South Carolina: A Case Study in Corruption
In addition to the previously mentioned five states, the CPPW pattern of corruption can most easily be traced through the example of South Carolina.
Direct use of federal funds to lobby
As revealed by communications between local officials and the CDC, funds from a CPPW grant to the South Carolina Department of Health and Environmental Control (DHEC) were used to illegally lobby city council members in support of a pending local smoke-free ordinance, proof of direct illegal lobbying with CPPW funds.

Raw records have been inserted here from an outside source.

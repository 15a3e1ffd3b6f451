//! One full audit run: collect, reconcile, validate, report.

use crate::collect::{BootstrapOutcome, RunContext, SourceCollector, TypeCatalog};
use crate::config::Config;
use crate::db::Database;
use crate::error::AuditResult;
use crate::reconcile::reconcile;
use crate::report::Report;
use crate::validators::ValidatorRegistry;
use tracing::info;

fn run_context(config: &Config) -> RunContext {
    RunContext::new(config.paths.base_dir.clone())
        .with_catalog(TypeCatalog::from_config(&config.types))
}

/// Run an audit with the standard providers and configured validators.
pub fn run_audit(config: &Config, db: Option<Database>) -> AuditResult<Report> {
    let collector = SourceCollector::from_config(config, db);
    let validators = ValidatorRegistry::from_config(&config.validators);
    run_audit_with(config, &collector, &validators)
}

/// Run an audit with a caller-assembled collector and validator registry.
pub fn run_audit_with(
    config: &Config,
    collector: &SourceCollector<'_>,
    validators: &ValidatorRegistry,
) -> AuditResult<Report> {
    let mut ctx = run_context(config);
    let sources = collector.collect(&mut ctx)?;
    let mut entries = reconcile(
        &sources.definitions,
        &sources.configs,
        &sources.defaults,
        &sources.provenance,
    )?;
    let failures = validators.apply(&mut entries, &ctx);

    let report = Report::build(entries, &ctx, &failures);
    info!(
        "Audit finished: {} entries, {} issues, {} warnings",
        report.counts.total(),
        report.counts.issues(),
        report.warnings.len()
    );
    Ok(report)
}

/// Only create the local configuration copy.
pub fn run_bootstrap(config: &Config) -> AuditResult<BootstrapOutcome> {
    let collector = SourceCollector::from_config(config, None);
    collector.bootstrap(&mut run_context(config))
}
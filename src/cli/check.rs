//! Check subcommand: run a reconciliation and print the report.

use clap::Args;

/// Arguments for the check subcommand
#[derive(Args, Debug, Default)]
pub struct CheckArgs {
    /// Output format: text (default), json, or summary
    #[arg(short, long, default_value = "text", value_name = "FORMAT")]
    pub format: ReportFormat,

    /// Only report on specific namespaces (comma-separated)
    #[arg(long, value_name = "LIST", value_delimiter = ',')]
    pub namespaces: Option<Vec<String>>,

    /// Show only entries that need attention
    #[arg(long)]
    pub only_issues: bool,
}

/// Output format for reports
#[derive(Debug, Clone, Copy, Default, PartialEq, Eq)]
pub enum ReportFormat {
    #[default]
    Text,
    Json,
    Summary,
}

impl std::str::FromStr for ReportFormat {
    type Err = String;

    fn from_str(s: &str) -> Result<Self, Self::Err> {
        match s.to_lowercase().as_str() {
            "text" => Ok(ReportFormat::Text),
            "json" => Ok(ReportFormat::Json),
            "summary" => Ok(ReportFormat::Summary),
            _ => Err(format!(
                "Invalid format '{}'. Valid options: text, json, summary",
                s
            )),
        }
    }
}

impl std::fmt::Display for ReportFormat {
    fn fmt(&self, f: &mut std::fmt::Formatter<'_>) -> std::fmt::Result {
        match self {
            ReportFormat::Text => write!(f, "text"),
            ReportFormat::Json => write!(f, "json"),
            ReportFormat::Summary => write!(f, "summary"),
        }
    }
}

Stealth lobbying by coalitions to avoid legal oversight
The Smoke Free Florence (SFF) coalition is a group of like-minded organizations that formed to lobby for the causes outlined in DHEC’s CPPW grant application, and yet, by design, the SFF evades regulations that apply to lobbyists. Known as stealth lobbying, this approach is one way to avoid lobbying rules but still, in effect, conduct lobbying while receiving federal dollars.
CDC failure to properly oversee the use of grant funds
In its review of South Carolina’s grant application from Florence County, which includes a proposal to hire a coordinator “to promote comprehensive smoke-free policies/ordinances throughout the county,” the CDC failed to prohibit lobbying activity, and in fact sent a CDC grants officer to local community meetings where this officer announced that securing a comprehensive smoke-free ordinance was “the number one priority with the [SFF] initiative and 100% adoption will be the determining factor” of success. While the CDC later reprimanded the South Carolina recipients for their misuse of funds, they largely ignored that meeting minutes were scrubbed to change the appearance of impropriety, raising other potential legal issues outside of improper lobbying.

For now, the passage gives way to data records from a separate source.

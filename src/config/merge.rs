//! Deep merge for layered YAML documents.
//!
//! Used both for the tool's own configuration tiers and for stacking the
//! store's static configuration files. Higher layers override lower layers
//! field by field; lists are replaced entirely, never concatenated.

use serde_json::Value;

/// Deep merge two JSON values, with `overlay` taking precedence over `base`.
///
/// - Mappings are merged recursively; overlay keys win, base key order is kept
///   and new overlay keys are appended
/// - Lists, strings, numbers and booleans are replaced entirely
/// - A null overlay preserves the base value (null means "not specified")
///
/// # Example
/// ```
/// use serde_json::json;
/// use shop_config_audit::config::deep_merge;
///
/// let base = json!({
///     "Order": { "modifiers": [], "minimum_amount": 0 },
///     "Cart": { "enabled": true }
/// });
/// let overlay = json!({
///     "Order": { "modifiers": ["TaxModifier"] }
/// });
/// let merged = deep_merge(base, overlay);
/// assert_eq!(merged["Order"]["modifiers"], json!(["TaxModifier"]));
/// assert_eq!(merged["Order"]["minimum_amount"], json!(0));
/// ```
pub fn deep_merge(base: Value, overlay: Value) -> Value {
    match (base, overlay) {
        (Value::Object(mut base_map), Value::Object(overlay_map)) => {
            for (key, overlay_value) in overlay_map {
                let merged_value = match base_map.get_mut(&key) {
                    Some(base_value) => deep_merge(base_value.take(), overlay_value),
                    None => overlay_value,
                };
                base_map.insert(key, merged_value);
            }
            Value::Object(base_map)
        }
        (base, Value::Null) => base,
        (_, overlay) => overlay,
    }
}

/// Merge multiple values in order, with later values taking precedence.
pub fn deep_merge_all(values: impl IntoIterator<Item = Value>) -> Value {
    values.into_iter().fold(Value::Null, deep_merge)
}

#[cfg(test)]
mod tests {
    use super::*;
    use serde_json::json;

    #[test]
    fn test_merge_namespaces() {
        let base = json!({"Order": {"a": 1, "b": 2}});
        let overlay = json!({"Order": {"b": 3}, "Cart": {"c": 4}});
        let result = deep_merge(base, overlay);
        assert_eq!(result, json!({"Order": {"a": 1, "b": 3}, "Cart": {"c": 4}}));
    }

    #[test]
    fn test_lists_replaced_not_merged() {
        let base = json!({"Order": {"modifiers": ["A", "B"]}});
        let overlay = json!({"Order": {"modifiers": ["C"]}});
        let result = deep_merge(base, overlay);
        assert_eq!(result, json!({"Order": {"modifiers": ["C"]}}));
    }

    #[test]
    fn test_null_preserves_base() {
        let base = json!({"Email": {"admin": "a@shop.test"}});
        let overlay = json!({"Email": {"admin": null}});
        let result = deep_merge(base, overlay);
        assert_eq!(result, json!({"Email": {"admin": "a@shop.test"}}));
    }

    #[test]
    fn test_merge_keeps_base_key_order() {
        let base = json!({"First": {}, "Second": {}});
        let overlay = json!({"Third": {}, "First": {"x": 1}});
        let result = deep_merge(base, overlay);
        let keys: Vec<&String> = result.as_object().unwrap().keys().collect();
        assert_eq!(keys, vec!["First", "Second", "Third"]);
    }

    #[test]
    fn test_merge_all_later_wins() {
        let values = vec![json!({"a": 1}), json!({"b": 2}), json!({"a": 3, "c": 4})];
        let result = deep_merge_all(values);
        assert_eq!(result, json!({"a": 3, "b": 2, "c": 4}));
    }

    #[test]
    fn test_scalar_replaced_by_mapping() {
        let result = deep_merge(json!({"v": 42}), json!({"v": {"nested": true}}));
        assert_eq!(result, json!({"v": {"nested": true}}));
    }
}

This report evidences a complete failure of an HHS grant program to adhere to the law, use taxpayer dollars responsibly, or secure jobs it was intended to create. What follows are numerous examples of counties and states across the country advocating, planning, and supporting legislation in direct violation of federal law and CDC guidelines. The clock is ticking toward 2015, when $2 billion more will be allocated to similar programs. This report only begins to document the extent of waste, fraud, and abuse within CPPW, as CoA is still awaiting copious amounts of documents from both the CDC and HHS Office of Inspector General. The systemic pattern of misfeasance among grantees will end only when the CDC acts responsibly on behalf of the American taxpayers who have become the biggest losers in the government’s campaign to end obesity.